# PDF Extraction

This notebook shows examples of text extraction from pdf files with different packages

**Table of contents**<a id='toc0_'></a>    
- 1. [Non OCR extraction methods](#toc1_)    
  - 1.1. [Pypdf2         ](#toc1_1_)    
  - 1.2. [Pymupdf         ](#toc1_2_)    
  - 1.3. [Fitz         ](#toc1_3_)    
  - 1.4. [Unstructured         ](#toc1_4_)    
    - 1.4.1. [Unstructured local pdf loader](#toc1_4_1_)    
    - 1.4.2. [Unstructured api loader](#toc1_4_2_)    
- 2. [OCR and table extraction methods](#toc2_)    
  - 2.1. [Unstructured Pytesseract loader](#toc2_1_)    
  - 2.2. [Paddle OCR loader](#toc2_2_)    
- 3. [Evaluate loaded docs by embedding similarity](#toc3_)    
  - 3.1. [Embedding & Storage](#toc3_1_)    
  - 3.2. [Similarity search](#toc3_2_)    

<!-- vscode-jupyter-toc-config
	numbering=true
	anchor=true
	flat=false
	minLevel=2
	maxLevel=4
	/vscode-jupyter-toc-config -->
<!-- THIS CELL WILL BE REPLACED ON TOC UPDATE. DO NOT WRITE YOUR TEXT IN THIS CELL -->

In [5]:
import os
import sys

current_dir = os.getcwd()
kit_dir = os.path.abspath(os.path.join(current_dir, ".."))
repo_dir = os.path.abspath(os.path.join(kit_dir, ".."))

sys.path.append(kit_dir)
sys.path.append(repo_dir)

import glob
from dotenv import load_dotenv
from langchain.text_splitter import RecursiveCharacterTextSplitter

## 1. <a id='toc1_'></a>[Non OCR extraction methods](#toc0_)

In [6]:
# Provide location of pdf files
folder_loc = os.path.join(kit_dir,'data/sample_data/sample_pdfs/')
pdf_files = [f for f in glob.glob(f'{folder_loc}/*.pdf')]
sample_pdf = pdf_files[0]

##### Load text splitter

In [3]:
text_splitter = RecursiveCharacterTextSplitter(
        # Set a small chunk size, just to make splitting evident.
        chunk_size = 500,
        chunk_overlap  = 100,
        length_function = len,
        separators = ["\n\n\n","\n\n", "\n", "."]
    )

### 1.1. <a id='toc1_1_'></a>[Pypdf2](https://pypdf2.readthedocs.io/en/3.0.0/)          [&#8593;](#toc0_)

In [6]:
from langchain.document_loaders import PyPDFLoader

loader = PyPDFLoader(sample_pdf)
docs_pypdf2 = loader.load_and_split(text_splitter = text_splitter)

for doc in docs_pypdf2:
    print(f'{doc.page_content}\n---')


Accelerate Data-Driven 
Decision-Making with 
State-of-the-Art AI
Today, all but the big tech giants face seemingly insurmountable obstacles to bring AI applications into production.

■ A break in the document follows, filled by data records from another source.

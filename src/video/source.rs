//! Consumer-facing façade over a provider thread

use std::collections::{HashMap, HashSet};
use std::sync::atomic::{AtomicBool, AtomicU64, Ordering};
use std::sync::{Arc, Weak};
use std::thread::JoinHandle;

use arc_swap::ArcSwap;
use flume::{Receiver, Sender};
use parking_lot::Mutex;
use tracing::{debug, info, instrument, trace, warn};

use super::request::{RequestId, VideoRequest, VideoRequestInfo, VideoRequestor};
use crate::error::{Error, Result};
use crate::pipeline::stats::{SourceCounters, SourceStats};
use crate::pipeline::ContextHandle;
use crate::provider::{frame_indices, VideoFrame, VideoMetaData, VideoProvider};
use crate::time::{FrameIndex, SeekMode, Time, TimeMap};
use crate::{SourceConfig, CONFIG};

pub type SourceId = u64;
pub type ObserverId = u64;

static NEXT_SOURCE_ID: AtomicU64 = AtomicU64::new(1);

/// Notifications republished on the interactive context.
#[derive(Debug, Clone, PartialEq, Eq)]
pub enum SourceEvent {
    /// The set of known frames changed; `frames()` has the new set.
    FramesChanged,
    /// A frame was sent in reply to `info`, resolved to `time`.
    FrameReady { info: VideoRequestInfo, time: Time },
}

type Observer = Arc<dyn Fn(SourceId, &SourceEvent) + Send + Sync>;

#[derive(Default)]
struct Snapshot {
    meta_data: TimeMap<VideoMetaData>,
    frames: TimeMap<FrameIndex>,
}

/// State shared between the façade and its provider thread.
struct Shared {
    id: SourceId,
    snapshot: ArcSwap<Snapshot>,
    ready: AtomicBool,
    generation: AtomicU64,
    refresh_pending: AtomicBool,
    /// Orders snapshot stores between `invalidate` and `publish`
    publish_lock: Mutex<()>,
    counters: SourceCounters,
    next_observer: AtomicU64,
    observers: Mutex<Vec<(ObserverId, Observer)>>,
    subscribers: Mutex<Vec<Sender<SourceEvent>>>,
}

impl Shared {
    fn notify(&self, event: &SourceEvent) {
        let observers: Vec<Observer> = self
            .observers
            .lock()
            .iter()
            .map(|(_, observer)| Arc::clone(observer))
            .collect();
        for observer in observers {
            observer(self.id, event);
        }
        self.subscribers
            .lock()
            .retain(|tx| tx.send(event.clone()).is_ok());
    }

    fn emit(self: &Arc<Self>, context: &ContextHandle, event: SourceEvent) {
        let shared = Arc::clone(self);
        context.post(move || shared.notify(&event));
    }

    fn decline(&self, context: &ContextHandle, request: &VideoRequest) {
        if request.info.wants_reply() {
            self.counters.reply(false);
            request.send_reply(context, None);
        }
    }
}

enum Command {
    Request(VideoRequest),
    Refresh,
    Shutdown,
}

enum Worker {
    Idle {
        provider: Box<dyn VideoProvider>,
        rx: Receiver<Command>,
    },
    Running(JoinHandle<()>),
    Stopped,
}

/// A video source: one provider, one provider thread.
///
/// Every provider call happens on the provider thread; every reply and
/// notification is posted back to the interactive context. Nothing here
/// blocks waiting for the provider.
pub struct VideoSource {
    shared: Arc<Shared>,
    context: ContextHandle,
    config: SourceConfig,
    tx: Sender<Command>,
    worker: Mutex<Worker>,
    next_request_id: AtomicU64,
}

impl VideoSource {
    pub fn new(provider: impl VideoProvider, context: ContextHandle) -> Self {
        let config = CONFIG.load().source.clone();
        Self::with_config(provider, context, config)
    }

    pub fn with_config(
        provider: impl VideoProvider,
        context: ContextHandle,
        config: SourceConfig,
    ) -> Self {
        let (tx, rx) = flume::unbounded();
        let shared = Arc::new(Shared {
            id: NEXT_SOURCE_ID.fetch_add(1, Ordering::Relaxed),
            snapshot: ArcSwap::from_pointee(Snapshot::default()),
            ready: AtomicBool::new(false),
            generation: AtomicU64::new(0),
            refresh_pending: AtomicBool::new(false),
            publish_lock: Mutex::new(()),
            counters: SourceCounters::default(),
            next_observer: AtomicU64::new(1),
            observers: Mutex::new(Vec::new()),
            subscribers: Mutex::new(Vec::new()),
        });

        Self {
            shared,
            context,
            config,
            tx,
            worker: Mutex::new(Worker::Idle {
                provider: Box::new(provider),
                rx,
            }),
            next_request_id: AtomicU64::new(1),
        }
    }

    pub fn id(&self) -> SourceId {
        self.shared.id
    }

    /// Context that replies and notifications are posted to.
    pub fn context(&self) -> &ContextHandle {
        &self.context
    }

    /// Spawn the provider thread and initialize the provider there.
    ///
    /// Safe to call more than once; [`VideoSource::request_frame`] calls it on
    /// demand. Fails once the source has been stopped.
    pub fn start(&self) -> Result<()> {
        self.start_locked(&mut self.worker.lock())
    }

    fn start_locked(&self, worker: &mut Worker) -> Result<()> {
        match std::mem::replace(worker, Worker::Stopped) {
            Worker::Idle { provider, rx } => {
                let thread = ProviderThread {
                    provider,
                    shared: Arc::clone(&self.shared),
                    context: self.context.clone(),
                    config: self.config.clone(),
                    last_provided: HashMap::new(),
                };
                let handle = std::thread::Builder::new()
                    .name(format!("{}-{}", self.config.thread_name, self.shared.id))
                    .spawn(move || thread.run(rx))?;
                *worker = Worker::Running(handle);
                info!(source = self.shared.id, "Video source started");
                Ok(())
            }
            Worker::Running(handle) => {
                *worker = Worker::Running(handle);
                Ok(())
            }
            Worker::Stopped => Err(Error::SourceStopped(self.shared.id)),
        }
    }

    /// Shut down the provider thread and wait for it to exit.
    pub fn stop(&self) {
        let handle = {
            let mut worker = self.worker.lock();
            let handle = match std::mem::replace(&mut *worker, Worker::Stopped) {
                Worker::Running(handle) => handle,
                Worker::Idle { .. } | Worker::Stopped => return,
            };
            // Sent under the lock so no request can queue behind it unseen
            let _ = self.tx.send(Command::Shutdown);
            handle
        };

        if handle.thread().id() != std::thread::current().id() && handle.join().is_err() {
            warn!(source = self.shared.id, "Provider thread panicked");
        }
        info!(source = self.shared.id, "Video source stopped");
    }

    /// True once the provider has published its first frame set since the
    /// last invalidation.
    pub fn is_ready(&self) -> bool {
        self.shared.ready.load(Ordering::SeqCst)
    }

    /// Frames currently known, keyed by time.
    pub fn frames(&self) -> TimeMap<FrameIndex> {
        self.shared.snapshot.load().frames.clone()
    }

    /// Whether a frame is known at exactly `time`.
    pub fn has_time(&self, time: Time) -> bool {
        self.shared.snapshot.load().frames.contains(time)
    }

    pub fn meta_data(&self) -> TimeMap<VideoMetaData> {
        self.shared.snapshot.load().meta_data.clone()
    }

    /// Bumped whenever the known frame set may have changed.
    pub fn frames_generation(&self) -> u64 {
        self.shared.generation.load(Ordering::SeqCst)
    }

    /// Queue a request for the provider thread.
    ///
    /// The outcome only ever arrives through the requestor's `update`.
    pub fn request_frame(&self, request: VideoRequest) {
        let mut worker = self.worker.lock();
        if let Err(e) = self.start_locked(&mut worker) {
            drop(worker);
            warn!(source = self.shared.id, "Declining request: {}", e);
            self.shared.decline(&self.context, &request);
            return;
        }

        debug!(
            source = self.shared.id,
            request_id = request.info.request_id,
            time = request.info.time,
            mode = ?request.info.mode,
            "Queueing frame request"
        );

        let sent = self.tx.send(Command::Request(request));
        drop(worker);
        if let Err(err) = sent {
            warn!(source = self.shared.id, "Provider thread is gone; declining request");
            if let Command::Request(request) = err.into_inner() {
                self.shared.decline(&self.context, &request);
            }
        }
    }

    /// Request `time` under `mode` with a fresh nonzero request id.
    pub fn seek(
        &self,
        time: Time,
        mode: SeekMode,
        requestor: Weak<dyn VideoRequestor>,
    ) -> RequestId {
        let request_id = self.next_request_id.fetch_add(1, Ordering::Relaxed);
        let info = VideoRequestInfo::new(request_id, time, mode);
        self.request_frame(VideoRequest::new(info, requestor));
        request_id
    }

    /// Request a frame by index. Returns `None` if the index is not known.
    pub fn seek_frame(
        &self,
        frame: FrameIndex,
        requestor: Weak<dyn VideoRequestor>,
    ) -> Option<RequestId> {
        let time = self
            .shared
            .snapshot
            .load()
            .frames
            .iter()
            .find(|(_, index)| **index == frame)
            .map(|(time, _)| time)?;
        Some(self.seek(time, SeekMode::Exact, requestor))
    }

    /// Drop the cached frame set and ask the provider to rebuild it.
    ///
    /// Replies already in flight are still delivered.
    pub fn invalidate(&self) {
        {
            let _publishing = self.shared.publish_lock.lock();
            self.shared.snapshot.store(Arc::new(Snapshot::default()));
            self.shared.ready.store(false, Ordering::SeqCst);
            self.shared.generation.fetch_add(1, Ordering::SeqCst);

            if self.shared.refresh_pending.swap(true, Ordering::SeqCst) {
                return;
            }
        }
        debug!(source = self.shared.id, "Invalidating frame set");
        if let Err(e) = self.start() {
            warn!(source = self.shared.id, "Failed to start provider thread: {}", e);
        }
        let _ = self.tx.send(Command::Refresh);
    }

    /// Stream of notifications, delivered from the interactive context.
    pub fn subscribe(&self) -> Receiver<SourceEvent> {
        let (tx, rx) = flume::unbounded();
        self.shared.subscribers.lock().push(tx);
        rx
    }

    /// Call `observer` on the interactive context for every notification.
    pub fn on_event(
        &self,
        observer: impl Fn(SourceId, &SourceEvent) + Send + Sync + 'static,
    ) -> ObserverId {
        let id = self.shared.next_observer.fetch_add(1, Ordering::Relaxed);
        self.shared.observers.lock().push((id, Arc::new(observer)));
        id
    }

    pub fn remove_observer(&self, id: ObserverId) -> bool {
        let mut observers = self.shared.observers.lock();
        let before = observers.len();
        observers.retain(|(observer, _)| *observer != id);
        observers.len() != before
    }

    pub fn stats(&self) -> SourceStats {
        self.shared.counters.snapshot()
    }
}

These 
challenges include:
The AI talent shortage continues to burden companies across all industries. And the reality is, unless you’re a company like 
Google or Facebook, you’ll be hard-pressed to attract top talent, resulting in a subpar AI solution. It’s time you demand a
---
solution to this challenge and it’s time that companies meet this need.
  01 Copyright © 2021 SambaNova Systems, Inc. All rights reserved.ROADBLOCKS TO INNOVATION
UNLOCKING THE FUTURE
SambaNova enables organizations to build and deploy AI solutions for natural language processing, high-resolution 
computer vision, and recommendation. With state-of-the-art accuracy, unmatched scalability, and ease of use,
---
SambaNova delivers AI capabilities at a fraction of the time and expense it takes to develop complex in-house 
infrastructur

### 1.2. <a id='toc1_2_'></a>[Pymupdf](https://pymupdf.readthedocs.io/en/latest/)          [&#8593;](#toc0_)

In [5]:
from langchain.document_loaders import PyMuPDFLoader

loader = PyMuPDFLoader(sample_pdf)
docs_pymupdf = loader.load_and_split(text_splitter = text_splitter)

for doc in docs_pymupdf:
    print(f'{doc.page_content}\n---')


Accelerate Data-Driven 
Decision-Making with 
State-of-the-Art AI
Today, all but the big tech giants face seemingly insurmountable obstacles to bring AI applications into production. These 
challenges include:
The AI talent shortage continues to burden companies across all industries. And the reality is, unless you’re a company like 
Google or Facebook, you’ll be hard-pressed to attract top talent, resulting in a subpar AI solution. It’s time you demand a
---
solution to this challenge and it’s time that companies meet this need.
  01
Copyright © 2021 SambaNova Systems, Inc. All rights reserved.
ROADBLOCKS TO INNOVATION
UNLOCKING THE FUTURE
SambaNova enables organizations to build and deploy AI solutions for natural language processing, high-resolution 
computer vision, and recommendation. With state-of-the-art accuracy, unmatched scalability, and ease of use,
---
SambaNova delivers AI capabilities at a fraction of the time and expense it takes to develop complex in-house 
infrastructu

### 1.3. <a id='toc1_3_'></a>[Fitz](https://pymupdf.readthedocs.io/en/latest/module.html)          [&#8593;](#toc0_)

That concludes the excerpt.